Employee unions march on Capitol Hill to stop sequestration

AFGE, AFSCME rally against the potential cuts from sequestration as part of their week-long legislative conference. Union members are meeting with lawmakers to ...

Several hundred federal employees marched on Capitol Hill yesterday protesting potential furloughs and budget cuts to their agencies.

The budget-busting sequestration is scheduled to take effect in less than three weeks, and the American Federation of Government Employees and the American Federal of State, County and Municipal Employees wanted to make sure the impact of those cuts is clear to lawmakers.

The march was part of the week-long campaign by AFGE and AFSCME to stop sequestration and educate members of Congress about the value of federal employees.

While the rally included a host of fiery speeches and the usual rhetoric, more importantly AFGE and AFSCME tried to put a face on what sequestration would do to the federal workforce.

Fewer food inspections

Take Trent Behow. He is a consumer safety inspector for the Agriculture Department’s Food Safety and Inspection Service. Behow works in St. Joseph, Mo., and has worked for FSIS for 22 years.

“There are 6,500 food inspectors like me nationwide on a daily basis ensure that safety of our nation’s meat, poultry and egg products. Eight-five percent of the USDA FSIS annual budget is devoted to salary. The way USDA FSIS intends to cut spending is to send the inspectors home,” he said during the rally on the Senate side of Capitol Hill. “If sequester takes effect, up to 2,100 fewer food inspections could occur, putting families at risk and costing billions in lost food production. The impact would have a ripple effect of epic magnitude. As soon as you take an inspector off the floor, the plant shuts down. Removing inspectors even for a short period would affect several hundreds of thousand workers and would affect the supply of meat, poultry and egg products and consumer prices.”

Behow added FSIS employees could be furloughed a total of 15 days by Oct. 1, and that would cost meat, poultry and egg producers about $10 billion in losses.

Pam Baca is another federal worker who is putting a face and a story around the impact of the sequestration cuts. She works for the Social Security Administration in Colorado.

Baca said cuts to SSA’s budget already have caused the agency to close 47 offices and 300 contact stations around the country. SSA also has reduced the number of hours its offices are open during the week by a total of one day.

She said the sequester would make things much worse.

Sending a broader message to Congress

Paul Ferris is president of AFGE local 2516 and works at the William Beaumont Army Medical Center in El Paso, Texas. He said the march and meetings on Capitol Hill are about sending a bigger message to lawmakers.

“We are meeting the demands and we are taking care of our patients, and they’re putting restraints on us,” he said. “I don’t think they really understand because again, they are about their self interest and not really what happens down at the front levels.”

Ferris said one such restraint is budget cuts that stop the medical center from hiring workers more quickly.

“There are roadblocks when you’re asking about funding or roadblocks about hiring and there are roadblocks here or there and a lot of it is someone’s self interest and not the law,” he said. “It’s a shame the unions have to come in and be proactive, be very aggressive to get management to do the right thing.”

Behow, Baca and Ferris are but a few of the AFGE and AFSCME members fanning out across the House and Senate meeting with lawmakers this week.

Meeting with every lawmaker

J. David Cox, the national president of AFGE, said the two unions will meet with every member of Congress this week to discuss sequestration and explain in more detail its potential impact.

“We are letting them know that we will remember this.

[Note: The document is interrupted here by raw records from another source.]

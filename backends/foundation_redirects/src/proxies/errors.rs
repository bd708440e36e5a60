use derive_more::From;

/// Errors raised by a system proxy-bypass facility.
///
/// These never escape the bypass resolver; they are logged and treated as
/// "do not bypass".
#[derive(From, Debug, Clone, PartialEq, Eq)]
pub enum ProxyBypassError {
    /// The hostname could not be resolved by the facility.
    #[from(ignore)]
    UnresolvableHost(String),

    /// The hostname was empty or otherwise unusable.
    #[from(ignore)]
    InvalidHost(String),
}

impl std::error::Error for ProxyBypassError {}

impl core::fmt::Display for ProxyBypassError {
    fn fmt(&self, f: &mut std::fmt::Formatter<'_>) -> std::fmt::Result {
        match self {
            Self::UnresolvableHost(host) => write!(f, "Unable to resolve host: {host}"),
            Self::InvalidHost(host) => write!(f, "Invalid hostname: {host:?}"),
        }
    }
}

#[cfg(test)]
mod tests {
    use super::*;

    /// WHY: Bypass errors are only ever logged, so their messages must be useful
    /// WHAT: Tests the display output includes the host
    #[test]
    fn test_proxy_bypass_error_display() {
        let error = ProxyBypassError::UnresolvableHost("intranet".to_string());
        assert!(error.to_string().contains("intranet"));

        let error = ProxyBypassError::InvalidHost(String::new());
        assert!(error.to_string().contains("Invalid hostname"));
    }
}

And also, we will take that message back home,” Cox said. “We are guarding this country and protecting it against the most dangerous criminals in the world. You want us not to be there? We are guarding the borders. Somebody right now is processing social security claims for our senior citizens and for children in need. Those things are happening and we will not be there doing that. Those things are all affected by the sequestration.”

Cox and others believe the message is starting to get through to lawmakers.

Rep. Chris Van Hollen (D-Md.) attended the rally and has been meeting with AFGE members. He said he thinks the message is starting to sink in.

Cox said he’s seen some good responses from members of Congress so far, but AFGE also will take the message of the impact of sequestration will have to the local level and try to make sure people understand what’s going on.

He said the other issue in helping Congress understand the problems that sequestration would bring is explaining its broader economic impact. AFGE economists estimate the cuts to federal spending would cost 1.5 million jobs beyond the impact on federal employees. Cox said he hopes that will help influence Congress to act more quickly.

Over the next three weeks, federal employees such as Donna Brockington of the Office of Personnel Management, will be watching the dance between Congress and the White House closely.

And Brockington has another message for Congress that is part of AFGE’s efforts this week.

“It’s a lot easier to make the federal employees the scapegoats of the deficit. But we didn’t create it. I know people who buy their own supplies to do their federal jobs,” she said. “We’re not the problem. We are not spending exorbitant amounts of money. It’s time for them to stop blaming us as scapegoats and putting us in the middle of all these fights and debates and take money from us.”